Segment Start: SOURCE MATERIAL

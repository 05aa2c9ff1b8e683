pub mod tcp;
pub mod udp;

use async_trait::async_trait;
use bytes::Bytes;
use ferrous_relay_domain::{DnsProtocol, DomainError};
use std::net::SocketAddr;
use std::time::Duration;

/// Result of a raw DNS transport operation
#[derive(Debug)]
pub struct TransportResponse {
    /// Raw DNS response bytes (wire format)
    pub bytes: Bytes,
    /// Which protocol was used
    pub protocol_used: &'static str,
}

/// Trait for sending raw DNS messages over the wire
#[async_trait]
pub trait DnsTransport: Send + Sync {
    async fn send(
        &self,
        message_bytes: &[u8],
        timeout: Duration,
    ) -> Result<TransportResponse, DomainError>;

    fn protocol_name(&self) -> &'static str;

    /// Largest response accepted, for size-limited (datagram) transports.
    fn max_response_size(&self) -> Option<usize> {
        None
    }
}

/// Enum-dispatched transport, avoiding a boxed trait object per upstream.
pub enum Transport {
    Udp(udp::UdpTransport),
    Tcp(tcp::TcpTransport),
}

impl Transport {
    /// Send a DNS query via the appropriate protocol (static dispatch).
    pub async fn send(
        &self,
        message_bytes: &[u8],
        timeout: Duration,
    ) -> Result<TransportResponse, DomainError> {
        match self {
            Self::Udp(t) => DnsTransport::send(t, message_bytes, timeout).await,
            Self::Tcp(t) => DnsTransport::send(t, message_bytes, timeout).await,
        }
    }

    /// Protocol name for logging.
    pub fn protocol_name(&self) -> &'static str {
        match self {
            Self::Udp(t) => t.protocol_name(),
            Self::Tcp(t) => t.protocol_name(),
        }
    }

    pub fn max_response_size(&self) -> Option<usize> {
        match self {
            Self::Udp(t) => t.max_response_size(),
            Self::Tcp(t) => t.max_response_size(),
        }
    }

    pub fn server_addr(&self) -> SocketAddr {
        match self {
            Self::Udp(t) => t.server_addr(),
            Self::Tcp(t) => t.server_addr(),
        }
    }
}

/// Create the appropriate transport for a given DnsProtocol (enum dispatch).
pub fn create_transport(protocol: &DnsProtocol) -> Transport {
    match protocol {
        DnsProtocol::Udp { addr } => Transport::Udp(udp::UdpTransport::new(*addr)),
        DnsProtocol::Tcp { addr } => Transport::Tcp(tcp::TcpTransport::new(*addr)),
    }
}

pub(crate) fn timeout_error(server: SocketAddr) -> DomainError {
    DomainError::TransportTimeout {
        server: server.to_string(),
    }
}
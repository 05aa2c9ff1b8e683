use ferrous_relay_domain::{CliOverrides, Config};

/// Loads, overrides and validates the configuration. Runs before logging is
/// up, so failures surface through `main`'s error.
pub fn load_config(
    config_path: Option<&str>,
    cli_overrides: CliOverrides,
) -> anyhow::Result<Config> {
    let config = Config::load(config_path, cli_overrides)?;
    config.validate()?;
    Ok(config)
}
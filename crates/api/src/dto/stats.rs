use serde::Serialize;

#[derive(Serialize, Debug, Clone, Default)]
pub struct StatsResponse {
    pub uptime_secs: u64,
    pub cache: CacheStats,
    pub admission: AdmissionStats,
    pub coalescer: CoalescerStats,
}

#[derive(Serialize, Debug, Clone, Default)]
pub struct CacheStats {
    pub entries: usize,
    pub hits: u64,
    pub misses: u64,
    pub insertions: u64,
    pub refreshes: u64,
    pub removals: u64,
    pub hit_rate: f64,
}

#[derive(Serialize, Debug, Clone, Default)]
pub struct AdmissionStats {
    pub in_flight: usize,
    pub ceiling: usize,
    pub denied: u64,
}

#[derive(Serialize, Debug, Clone, Default)]
pub struct CoalescerStats {
    pub in_flight: usize,
    pub executions: u64,
    pub joins: u64,
}
pub mod builder;
pub mod config;
pub mod resolution;

pub use builder::PipelineBuilder;
pub use config::PipelineConfig;
pub use resolution::{InboundQuery, PipelineOutcome, ResolutionPipeline};
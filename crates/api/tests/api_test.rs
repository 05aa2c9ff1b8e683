use axum::body::Body;
use axum::http::{Request, StatusCode};
use axum::Router;
use ferrous_relay_api::{create_api_routes, AppState};
use ferrous_relay_domain::config::UpstreamPool;
use ferrous_relay_domain::RecordType;
use ferrous_relay_infrastructure::dns::cache::{CacheKey, Deadlines};
use ferrous_relay_infrastructure::dns::{
    PipelineBuilder, PoolDispatcher, ResolutionPipeline, RuleRouter, UdpDnsServer,
    UdpPacketSender,
};
use hickory_proto::op::ResponseCode;
use hickory_proto::rr::rdata::A;
use hickory_proto::rr::{Name, RData, Record};
use http_body_util::BodyExt;
use serde_json::Value;
use std::net::Ipv4Addr;
use std::str::FromStr;
use std::sync::Arc;
use std::time::{Duration, Instant};
use tower::ServiceExt;

async fn pipeline() -> Arc<ResolutionPipeline> {
    let socket = UdpDnsServer::bind("127.0.0.1:0".parse().unwrap())
        .await
        .unwrap();
    let dispatcher = PoolDispatcher::new(
        &[UpstreamPool::new("default", vec!["127.0.0.1:53".to_string()])],
        Duration::from_millis(100),
        3,
    )
    .unwrap();

    Arc::new(
        PipelineBuilder::new(
            Arc::new(RuleRouter::new(vec![], Some("default"))),
            Arc::new(dispatcher),
            Arc::new(UdpPacketSender::new(socket)),
        )
        .build(),
    )
}

fn seed(pipeline: &ResolutionPipeline, domain: &str, ttl_secs: u64) {
    let now = Instant::now();
    let record = Record::from_rdata(
        Name::from_str(&format!("{}.", domain)).unwrap(),
        ttl_secs as u32,
        RData::A(A(Ipv4Addr::new(192, 0, 2, 7))),
    );
    pipeline.cache().upsert(
        CacheKey::new(domain, RecordType::A),
        Arc::from(vec![record]),
        ResponseCode::NoError,
        Deadlines {
            deadline: now + Duration::from_secs(ttl_secs),
            original_deadline: now + Duration::from_secs(ttl_secs),
        },
    );
}

fn app(pipeline: Arc<ResolutionPipeline>) -> Router {
    Router::new().nest("/api", create_api_routes(AppState::new(pipeline)))
}

async fn call(app: Router, method: &str, uri: &str) -> (StatusCode, Vec<u8>) {
    let response = app
        .oneshot(
            Request::builder()
                .method(method)
                .uri(uri)
                .body(Body::empty())
                .unwrap(),
        )
        .await
        .unwrap();
    let status = response.status();
    let body = response.into_body().collect().await.unwrap().to_bytes();
    (status, body.to_vec())
}

#[tokio::test]
async fn test_health() {
    let (status, body) = call(app(pipeline().await), "GET", "/api/health").await;

    assert_eq!(status, StatusCode::OK);
    assert_eq!(body, b"OK");
}

#[tokio::test]
async fn test_stats_reports_counters() {
    let pipeline = pipeline().await;
    seed(&pipeline, "example.com", 300);

    let (status, body) = call(app(pipeline), "GET", "/api/stats").await;

    assert_eq!(status, StatusCode::OK);
    let json: Value = serde_json::from_slice(&body).unwrap();
    assert_eq!(json["cache"]["entries"], 1);
    assert_eq!(json["cache"]["insertions"], 1);
    assert_eq!(json["admission"]["in_flight"], 0);
    assert_eq!(json["admission"]["ceiling"], 5000);
    assert_eq!(json["coalescer"]["executions"], 0);
}

#[tokio::test]
async fn test_cache_snapshot_lists_fresh_entries() {
    let pipeline = pipeline().await;
    seed(&pipeline, "b.example", 300);
    seed(&pipeline, "a.example", 120);

    let (status, body) = call(app(pipeline), "GET", "/api/cache").await;

    assert_eq!(status, StatusCode::OK);
    let json: Value = serde_json::from_slice(&body).unwrap();
    let entries = json.as_array().unwrap();
    assert_eq!(entries.len(), 2);
    assert_eq!(entries[0]["domain"], "a.example");
    assert_eq!(entries[0]["record_type"], "A");
    assert_eq!(entries[0]["rcode"], "NOERROR");
    assert_eq!(entries[0]["answers"][0]["data"], "192.0.2.7");
    assert!(entries[1]["ttl_remaining"].as_u64().unwrap() <= 300);
}

#[tokio::test]
async fn test_evict_removes_entry() {
    let pipeline = pipeline().await;
    seed(&pipeline, "example.com", 300);

    let (status, _) = call(app(pipeline.clone()), "DELETE", "/api/cache/example.com/a").await;

    assert_eq!(status, StatusCode::NO_CONTENT);
    assert!(pipeline.cache().is_empty());
}

#[tokio::test]
async fn test_evict_missing_entry_is_not_found() {
    let (status, body) = call(app(pipeline().await), "DELETE", "/api/cache/example.com/A").await;

    assert_eq!(status, StatusCode::NOT_FOUND);
    let json: Value = serde_json::from_slice(&body).unwrap();
    assert!(json["error"].as_str().unwrap().contains("example.com/A"));
}

#[tokio::test]
async fn test_evict_with_bad_record_type_is_bad_request() {
    let (status, _) = call(app(pipeline().await), "DELETE", "/api/cache/example.com/BOGUS").await;

    assert_eq!(status, StatusCode::BAD_REQUEST);
}
use ferrous_relay_application::ports::Router;
use ferrous_relay_domain::config::RouteRule;
use ferrous_relay_domain::{DnsQuery, DomainError, RouteDecision, UpstreamSelection};
use std::sync::Arc;
use tracing::debug;

/// Ordered list of suffix rules; the first match decides.
///
/// Queries that match no rule go to the default pool. Without one they are
/// a routing error.
pub struct RuleRouter {
    rules: Vec<CompiledRule>,
    default_pool: Option<UpstreamSelection>,
}

struct CompiledRule {
    rule: RouteRule,
    decision: RouteDecision,
}

impl RuleRouter {
    pub fn new(rules: Vec<RouteRule>, default_pool: Option<&str>) -> Self {
        let rules = rules
            .into_iter()
            .map(|rule| {
                let decision = if rule.is_reject() {
                    RouteDecision::Reject
                } else {
                    RouteDecision::Forward(UpstreamSelection::new(Arc::from(rule.action.as_str())))
                };
                CompiledRule { rule, decision }
            })
            .collect();

        Self {
            rules,
            default_pool: default_pool.map(UpstreamSelection::new),
        }
    }

    pub fn rule_count(&self) -> usize {
        self.rules.len()
    }
}

impl Router for RuleRouter {
    fn select(&self, query: &DnsQuery) -> Result<RouteDecision, DomainError> {
        let record_type = query.record_type.to_string();

        if let Some(compiled) = self
            .rules
            .iter()
            .find(|c| c.rule.matches(&query.domain, &record_type))
        {
            debug!(
                domain = %query.domain,
                rule = %compiled.rule.domain,
                action = %compiled.rule.action,
                "Routing rule matched"
            );
            return Ok(compiled.decision.clone());
        }

        self.default_pool
            .clone()
            .map(RouteDecision::Forward)
            .ok_or_else(|| {
                DomainError::RoutingFailed(format!(
                    "no rule or default pool for {}",
                    query.domain
                ))
            })
    }
}
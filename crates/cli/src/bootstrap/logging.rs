use ferrous_relay_domain::Config;
use tracing::info;
use tracing_subscriber::EnvFilter;

/// `RUST_LOG` wins over `logging.level` when set.
pub fn init_logging(config: &Config) {
    let filter = EnvFilter::try_from_default_env()
        .unwrap_or_else(|_| EnvFilter::new(&config.logging.level));

    let builder = tracing_subscriber::fmt()
        .with_env_filter(filter)
        .with_target(true)
        .with_thread_ids(false)
        .with_level(true);

    if config.logging.json {
        builder.json().init();
    } else {
        builder.with_ansi(true).init();
    }

    info!(
        level = %config.logging.level,
        json = config.logging.json,
        "Logging initialized"
    );
}
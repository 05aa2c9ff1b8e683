use super::{timeout_error, DnsTransport, TransportResponse};
use async_trait::async_trait;
use bytes::Bytes;
use ferrous_relay_domain::DomainError;
use std::net::{Ipv4Addr, Ipv6Addr, SocketAddr};
use std::time::Duration;
use tokio::net::UdpSocket;
use tracing::{debug, warn};

/// Maximum UDP DNS response size with EDNS(0)
pub const MAX_UDP_RESPONSE_SIZE: usize = 4096;

/// DNS over UDP transport, one ephemeral socket per query.
///
/// The receive buffer is one byte larger than [`MAX_UDP_RESPONSE_SIZE`] so an
/// oversized datagram shows up as a length above the limit instead of being
/// silently truncated to it.
pub struct UdpTransport {
    server_addr: SocketAddr,
}

impl UdpTransport {
    pub fn new(server_addr: SocketAddr) -> Self {
        Self { server_addr }
    }

    pub fn server_addr(&self) -> SocketAddr {
        self.server_addr
    }

    fn bind_addr(&self) -> SocketAddr {
        if self.server_addr.is_ipv4() {
            SocketAddr::from((Ipv4Addr::UNSPECIFIED, 0))
        } else {
            SocketAddr::from((Ipv6Addr::UNSPECIFIED, 0))
        }
    }
}

#[async_trait]
impl DnsTransport for UdpTransport {
    async fn send(
        &self,
        message_bytes: &[u8],
        timeout: Duration,
    ) -> Result<TransportResponse, DomainError> {
        let socket = UdpSocket::bind(self.bind_addr()).await.map_err(|e| {
            DomainError::IoError(format!("Failed to bind UDP socket: {}", e))
        })?;

        let bytes_sent =
            tokio::time::timeout(timeout, socket.send_to(message_bytes, self.server_addr))
                .await
                .map_err(|_| timeout_error(self.server_addr))?
                .map_err(|e| {
                    DomainError::IoError(format!(
                        "Failed to send UDP query to {}: {}",
                        self.server_addr, e
                    ))
                })?;

        debug!(
            server = %self.server_addr,
            bytes_sent = bytes_sent,
            "UDP query sent"
        );

        let mut recv_buf = vec![0u8; MAX_UDP_RESPONSE_SIZE + 1];

        let bytes_received = tokio::time::timeout(timeout, async {
            loop {
                let (len, from_addr) = socket.recv_from(&mut recv_buf).await.map_err(|e| {
                    DomainError::IoError(format!(
                        "Failed to receive UDP response from {}: {}",
                        self.server_addr, e
                    ))
                })?;

                if from_addr == self.server_addr {
                    return Ok::<usize, DomainError>(len);
                }

                warn!(
                    expected = %self.server_addr,
                    received_from = %from_addr,
                    "Discarding UDP datagram from unexpected source"
                );
            }
        })
        .await
        .map_err(|_| timeout_error(self.server_addr))??;

        recv_buf.truncate(bytes_received);

        debug!(
            server = %self.server_addr,
            bytes_received = bytes_received,
            "UDP response received"
        );

        Ok(TransportResponse {
            bytes: Bytes::from(recv_buf),
            protocol_used: "UDP",
        })
    }

    fn protocol_name(&self) -> &'static str {
        "UDP"
    }

    fn max_response_size(&self) -> Option<usize> {
        Some(MAX_UDP_RESPONSE_SIZE)
    }
}
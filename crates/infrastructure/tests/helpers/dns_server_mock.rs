#![allow(dead_code)]
use std::net::SocketAddr;
use std::sync::atomic::{AtomicU64, Ordering};
use std::sync::Arc;
use tokio::io::{AsyncReadExt, AsyncWriteExt};
use tokio::net::{TcpListener, UdpSocket};
use tokio::sync::oneshot;

/// How the mock upstream answers each query.
#[derive(Debug, Clone, Copy)]
pub enum MockBehavior {
    /// One A record 10.0.0.0 with the given TTL
    Answer { ttl: u32 },
    /// A valid answer padded with trailing bytes up to `size`
    Oversized { size: usize },
    /// A valid answer with `count` A records
    Many { count: u16 },
    /// A valid answer whose ID differs from the query's
    WrongId,
    ServFail,
    /// Never replies
    Silent,
}

/// Loopback upstream on an ephemeral port, over UDP or TCP.
pub struct MockDnsServer {
    addr: SocketAddr,
    scheme: &'static str,
    queries: Arc<AtomicU64>,
    shutdown_tx: Option<oneshot::Sender<()>>,
}

impl MockDnsServer {
    pub async fn start(behavior: MockBehavior) -> Result<Self, std::io::Error> {
        let socket = UdpSocket::bind("127.0.0.1:0").await?;
        let addr = socket.local_addr()?;
        let queries = Arc::new(AtomicU64::new(0));
        let counter = Arc::clone(&queries);

        let (shutdown_tx, mut shutdown_rx) = oneshot::channel();

        tokio::spawn(async move {
            let mut buf = vec![0u8; 512];

            loop {
                tokio::select! {
                    _ = &mut shutdown_rx => {
                        break;
                    }
                    result = socket.recv_from(&mut buf) => {
                        if let Ok((len, peer)) = result {
                            counter.fetch_add(1, Ordering::SeqCst);
                            if let Some(response) = Self::build_response(&buf[..len], behavior) {
                                let _ = socket.send_to(&response, peer).await;
                            }
                        }
                    }
                }
            }
        });

        Ok(Self {
            addr,
            scheme: "udp",
            queries,
            shutdown_tx: Some(shutdown_tx),
        })
    }

    /// Same behaviors over TCP with two-byte length framing, one query per
    /// connection.
    pub async fn start_tcp(behavior: MockBehavior) -> Result<Self, std::io::Error> {
        let listener = TcpListener::bind("127.0.0.1:0").await?;
        let addr = listener.local_addr()?;
        let queries = Arc::new(AtomicU64::new(0));
        let counter = Arc::clone(&queries);

        let (shutdown_tx, mut shutdown_rx) = oneshot::channel();

        tokio::spawn(async move {
            loop {
                tokio::select! {
                    _ = &mut shutdown_rx => {
                        break;
                    }
                    result = listener.accept() => {
                        let Ok((mut stream, _)) = result else { continue };
                        counter.fetch_add(1, Ordering::SeqCst);
                        tokio::spawn(async move {
                            let mut length_buf = [0u8; 2];
                            if stream.read_exact(&mut length_buf).await.is_err() {
                                return;
                            }
                            let mut query = vec![0u8; u16::from_be_bytes(length_buf) as usize];
                            if stream.read_exact(&mut query).await.is_err() {
                                return;
                            }
                            if let Some(response) = Self::build_response(&query, behavior) {
                                let mut frame = (response.len() as u16).to_be_bytes().to_vec();
                                frame.extend_from_slice(&response);
                                let _ = stream.write_all(&frame).await;
                            }
                        });
                    }
                }
            }
        });

        Ok(Self {
            addr,
            scheme: "tcp",
            queries,
            shutdown_tx: Some(shutdown_tx),
        })
    }

    pub fn addr(&self) -> SocketAddr {
        self.addr
    }

    /// `udp://` or `tcp://` server string for pool configuration
    pub fn upstream_url(&self) -> String {
        format!("{}://{}", self.scheme, self.addr)
    }

    pub fn query_count(&self) -> u64 {
        self.queries.load(Ordering::SeqCst)
    }

    fn build_response(query: &[u8], behavior: MockBehavior) -> Option<Vec<u8>> {
        if query.len() < 12 {
            return None;
        }

        match behavior {
            MockBehavior::Silent => None,
            MockBehavior::Answer { ttl } => Some(Self::answer(query, ttl)),
            MockBehavior::Many { count } => Some(Self::answers(query, 60, count)),
            MockBehavior::WrongId => {
                let mut response = Self::answer(query, 60);
                response[0] ^= 0xff;
                Some(response)
            }
            MockBehavior::Oversized { size } => {
                let mut response = Self::answer(query, 60);
                response.resize(size.max(response.len()), 0);
                Some(response)
            }
            MockBehavior::ServFail => {
                let mut response = Self::header(query, 0x82, 0);
                response.extend_from_slice(&query[12..]);
                Some(response)
            }
        }
    }

    fn header(query: &[u8], rcode_flags: u8, answers: u16) -> Vec<u8> {
        let mut response = Vec::with_capacity(512);
        response.extend_from_slice(&query[0..2]); // ID
        response.push(0x81); // QR=1, RD=1
        response.push(rcode_flags); // RA=1 | RCODE
        response.extend_from_slice(&query[4..6]); // QDCOUNT
        response.extend_from_slice(&answers.to_be_bytes());
        response.extend_from_slice(&[0x00, 0x00]); // NSCOUNT
        response.extend_from_slice(&[0x00, 0x00]); // ARCOUNT
        response
    }

    fn answer(query: &[u8], ttl: u32) -> Vec<u8> {
        Self::answers(query, ttl, 1)
    }

    fn answers(query: &[u8], ttl: u32, count: u16) -> Vec<u8> {
        let mut response = Self::header(query, 0x80, count);
        response.extend_from_slice(&query[12..]);
        for i in 0..count {
            response.extend_from_slice(&[
                0xc0, 0x0c, // pointer to question name
                0x00, 0x01, // A
                0x00, 0x01, // IN
            ]);
            response.extend_from_slice(&ttl.to_be_bytes());
            let [hi, lo] = i.to_be_bytes();
            response.extend_from_slice(&[0x00, 0x04, 10, 0, hi, lo]);
        }
        response
    }

    pub fn shutdown(mut self) {
        if let Some(tx) = self.shutdown_tx.take() {
            let _ = tx.send(());
        }
    }
}

impl Drop for MockDnsServer {
    fn drop(&mut self) {
        if let Some(tx) = self.shutdown_tx.take() {
            let _ = tx.send(());
        }
    }
}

Segment End: SOURCE MATERIAL

TASK PROMPT ▸
Repeat verbatim the opening run of entries, ending with the line that contains "object per upstream.".

ANSWER SPACE ▸
repository 05aa2c9ff1b8e683
pub mod tcp;
pub mod udp;

use async_trait::async_trait;
use bytes::Bytes;
use ferrous_relay_domain::{DnsProtocol, DomainError};
use std::net::SocketAddr;
use std::time::Duration;

/// Result of a raw DNS transport operation
#[derive(Debug)]
pub struct TransportResponse {
    /// Raw DNS response bytes (wire format)
    pub bytes: Bytes,
    /// Which protocol was used
    pub protocol_used: &'static str,
}

/// Trait for sending raw DNS messages over the wire
#[async_trait]
pub trait DnsTransport: Send + Sync {
    async fn send(
        &self,
        message_bytes: &[u8],
        timeout: Duration,
    ) -> Result<TransportResponse, DomainError>;

    fn protocol_name(&self) -> &'static str;

    /// Largest response accepted, for size-limited (datagram) transports.
    fn max_response_size(&self) -> Option<usize> {
        None
    }
}

/// Enum-dispatched transport, avoiding a boxed trait object per upstream.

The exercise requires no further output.